"Blue Bayou" is a song written by Roy Orbison and Joe Melson. It was  originally sung and recorded by Orbison, who had an international hit with his version in 1963. It later became Linda Ronstadt's signature song, with which she scored a Top 5 hit with her cover in 1977. The song has since been recorded by many others.

Roy Orbison version

Background
"Blue Bayou" was originally recorded by Roy Orbison at the end of 1961. In the UK, it was released by London Monument as the double A-side track with "Mean Woman Blues" on a Monument Records single (HLU 9777), where both sides peaked at number 3. In the US, it was issued as a B-side single, peaking at number 29; the A-side, "Mean Woman Blues", peaked at number 5. The song also appeared on Orbison's 1963 full-length album In Dreams. According to the authorised biography of Roy Orbison, a rare different version of "Blue Bayou" was released only in Italy (London 45-HL 1499).

"Blue Bayou" reappeared on his 1989 posthumous album A Black & White Night Live, from the 1988 television special on Cinemax.

Track listings

7" vinyl
US: Monument Records 824

Side one
 "Blue Bayou" (Roy Orbison, Joe Melson) – 2:29 – Recorded in late 1961.
Side two
 "Mean Woman Blues" (Claude Demetrius) – 2:23

Chart performance

Weekly charts

Year-end charts

References in popular culture
This song has been used in several motion pictures including:
 The Man Who Fell to Earth (1976), starring David Bowie, directed by Nicolas Roeg
 Last Orders (2001), directed by Fred Schepisi
 Dreamcatcher (2003), directed by Lawrence Kasdan
 Man on Fire (2004), directed by Tony Scott
 The Best of Enemies (2019), directed by Robin Bissell, and starring Taraji P. Henson and Sam Rockwell
 Blue Bayou (film) (2021), directed by Justin Chon. In the film the song is sung by actress Alicia Vikander
Jacques Cousteau included an abridged version of the song during a "River Explorations" episode which details environmental changes on the Mississippi River.
This song has also been used in the Netflix digital series, Stranger Things (Season 2, Episode 6).

Linda Ronstadt version

Background
Linda Ronstadt took the song to #3 on the Billboard Hot 100 in late 1977, where it held for four weeks, as well as #2 Country and #3 Easy Listening.  It also reached #2, holding there for four weeks, on the Cash Box Top 100 chart.

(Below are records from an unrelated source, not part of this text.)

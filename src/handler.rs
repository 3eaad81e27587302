//! JSON request processing.
//!
//! Validates a user record, increments its `number` field and keeps running
//! sums of the submitted numbers, both overall and per client.

use serde::{Deserialize, Serialize};
use serde_json::Value;
use std::collections::HashMap;
use std::sync::atomic::{AtomicI64, AtomicU64, Ordering};
use std::sync::{Mutex, PoisonError};
use thiserror::Error;
use tracing::{debug, warn};

/// A validated user record.
#[derive(Debug, Clone, PartialEq, Eq, Serialize, Deserialize)]
pub struct UserData {
    pub id: i32,
    pub name: String,
    pub phone: String,
    pub number: i32,
}

/// Why a payload was rejected.
#[derive(Debug, Clone, PartialEq, Eq, Error)]
pub enum HandlerError {
    #[error("Empty request body")]
    EmptyBody,
    #[error("Invalid JSON format")]
    InvalidJson,
    #[error("Expected JSON object")]
    NotAnObject,
    #[error("Missing or invalid '{0}' field")]
    InvalidField(&'static str),
    #[error("Invalid user data")]
    InvalidUserData,
    #[error("Number overflow")]
    Overflow,
}

/// Outcome of processing one payload. The body is always JSON; on failure it
/// is `{"error": ..., "success": false}`.
#[derive(Debug, Clone, PartialEq, Eq)]
pub struct Reply {
    pub success: bool,
    pub body: Vec<u8>,
}

/// Request counters kept by the handler itself.
#[derive(Debug, Clone, Copy, PartialEq, Eq)]
pub struct HandlerStats {
    pub processed: u64,
    pub successful: u64,
    pub failed: u64,
}

#[derive(Debug, Default)]
pub struct JsonHandler {
    processed: AtomicU64,
    successful: AtomicU64,
    failed: AtomicU64,
    total_sum: AtomicI64,
    client_sums: Mutex<HashMap<String, i64>>,
}

impl JsonHandler {
    pub fn new() -> Self {
        Self::default()
    }

    /// Process a raw request body. Never panics on any input.
    pub fn process(&self, body: &[u8]) -> Reply {
        self.processed.fetch_add(1, Ordering::Relaxed);

        match self.handle(body) {
            Ok(data) => {
                self.successful.fetch_add(1, Ordering::Relaxed);
                let mut value = serde_json::to_value(&data).unwrap_or(Value::Null);
                if let Value::Object(ref mut map) = value {
                    map.insert("success".to_string(), Value::Bool(true));
                }
                debug!(id = data.id, number = data.number, "Processed request");
                Reply {
                    success: true,
                    body: value.to_string().into_bytes(),
                }
            }
            Err(e) => {
                self.failed.fetch_add(1, Ordering::Relaxed);
                warn!(error = %e, "Rejected request");
                Reply {
                    success: false,
                    body: error_body(&e.to_string()),
                }
            }
        }
    }

    fn handle(&self, body: &[u8]) -> Result<UserData, HandlerError> {
        let mut data = parse_user(body)?;
        validate(&data)?;

        let original = data.number;
        data.number = original.checked_add(1).ok_or(HandlerError::Overflow)?;

        self.total_sum.fetch_add(original as i64, Ordering::Relaxed);
        let client_id = format!("user_{}", data.id);
        let mut sums = self.client_sums.lock().unwrap_or_else(PoisonError::into_inner);
        *sums.entry(client_id).or_insert(0) += original as i64;

        Ok(data)
    }

    pub fn total_numbers_sum(&self) -> i64 {
        self.total_sum.load(Ordering::Relaxed)
    }

    pub fn client_numbers_sum(&self, client_id: &str) -> i64 {
        let sums = self.client_sums.lock().unwrap_or_else(PoisonError::into_inner);
        sums.get(client_id).copied().unwrap_or(0)
    }

    /// All per-client sums, sorted by client id.
    pub fn all_client_sums(&self) -> Vec<(String, i64)> {
        let sums = self.client_sums.lock().unwrap_or_else(PoisonError::into_inner);
        let mut all: Vec<_> = sums.iter().map(|(k, v)| (k.clone(), *v)).collect();
        all.sort();
        all
    }

    pub fn stats(&self) -> HandlerStats {
        HandlerStats {
            processed: self.processed.load(Ordering::Relaxed),
            successful: self.successful.load(Ordering::Relaxed),
            failed: self.failed.load(Ordering::Relaxed),
        }
    }
}

/// Field-by-field extraction so each missing or mistyped field gets its own
/// error message.
fn parse_user(body: &[u8]) -> Result<UserData, HandlerError> {
    if body.iter().all(u8::is_ascii_whitespace) {
        return Err(HandlerError::EmptyBody);
    }

    let value: Value = serde_json::from_slice(body).map_err(|_| HandlerError::InvalidJson)?;
    let obj = value.as_object().ok_or(HandlerError::NotAnObject)?;

    let int_field = |name: &'static str| {
        obj.get(name)
            .and_then(Value::as_i64)
            .and_then(|n| i32::try_from(n).ok())
            .ok_or(HandlerError::InvalidField(name))
    };
    let str_field = |name: &'static str| {
        obj.get(name)
            .and_then(Value::as_str)
            .map(str::to_string)
            .ok_or(HandlerError::InvalidField(name))
    };

    Ok(UserData {
        id: int_field("id")?,
        name: str_field("name")?,
        phone: str_field("phone")?,
        number: int_field("number")?,
    })
}

fn validate(data: &UserData) -> Result<(), HandlerError> {
    if data.name.is_empty() || data.phone.is_empty() || data.id < 0 {
        return Err(HandlerError::InvalidUserData);
    }
    Ok(())
}

fn error_body(message: &str) -> Vec<u8> {
    serde_json::json!({ "error": message, "success": false })
        .to_string()
        .into_bytes()
}

#[cfg(test)]
mod tests {
    use super::*;

    fn parse(reply: &Reply) -> Value {
        serde_json::from_slice(&reply.body).unwrap()
    }

    #[test]
    fn test_increments_number() {
        let handler = JsonHandler::new();
        let reply = handler.process(br#"{"id":1,"name":"A","phone":"1","number":5}"#);
        assert!(reply.success);

        let body = parse(&reply);
        assert_eq!(body["number"], 6);
        assert_eq!(body["id"], 1);
        assert_eq!(body["name"], "A");
        assert_eq!(body["success"], true);
    }

    #[test]
    fn test_empty_body() {
        let handler = JsonHandler::new();
        let reply = handler.process(b"");
        assert!(!reply.success);
        assert_eq!(parse(&reply)["error"], "Empty request body");
        assert_eq!(parse(&reply)["success"], false);
    }

    #[test]
    fn test_invalid_payloads() {
        let handler = JsonHandler::new();
        let cases: [(&[u8], &str); 5] = [
            (b"{not json", "Invalid JSON format"),
            (b"[1,2]", "Expected JSON object"),
            (br#"{"name":"A","phone":"1","number":5}"#, "Missing or invalid 'id' field"),
            (
                br#"{"id":1,"name":"A","phone":"1","number":"5"}"#,
                "Missing or invalid 'number' field",
            ),
            (br#"{"id":-1,"name":"A","phone":"1","number":5}"#, "Invalid user data"),
        ];
        for (input, expected) in cases {
            let reply = handler.process(input);
            assert!(!reply.success);
            assert_eq!(parse(&reply)["error"], expected);
        }
        assert_eq!(handler.stats().failed, 5);
        assert_eq!(handler.stats().successful, 0);
    }

    #[test]
    fn test_overflow_is_an_error() {
        let handler = JsonHandler::new();
        let body = format!(r#"{{"id":1,"name":"A","phone":"1","number":{}}}"#, i32::MAX);
        let reply = handler.process(body.as_bytes());
        assert!(!reply.success);
        assert_eq!(handler.total_numbers_sum(), 0);
    }

    #[test]
    fn test_tracks_sums() {
        let handler = JsonHandler::new();
        handler.process(br#"{"id":1,"name":"A","phone":"1","number":5}"#);
        handler.process(br#"{"id":1,"name":"A","phone":"1","number":7}"#);
        handler.process(br#"{"id":2,"name":"B","phone":"2","number":3}"#);

        assert_eq!(handler.total_numbers_sum(), 15);
        assert_eq!(handler.client_numbers_sum("user_1"), 12);
        assert_eq!(handler.client_numbers_sum("user_9"), 0);
        assert_eq!(
            handler.all_client_sums(),
            vec![("user_1".to_string(), 12), ("user_2".to_string(), 3)]
        );
        assert_eq!(handler.stats().processed, 3);
    }
}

The single was RIAA certified Gold (for sales of over 1 million US copies) in January 1978. It was the first of Ronstadt's three Gold singles. Don Henley of the Eagles sang backup on the recording.  "Blue Bayou" was later certified Platinum (for over 2 million copies sold in the United States). It was a worldwide smash, charting in countries such as Australia, Canada, New Zealand, the United Kingdom, and specially in Mexico, where it topped the singles charts.

Ronstadt's version was nominated for the Grammy Award for Record of the Year and for Best Female Pop Vocal Performance.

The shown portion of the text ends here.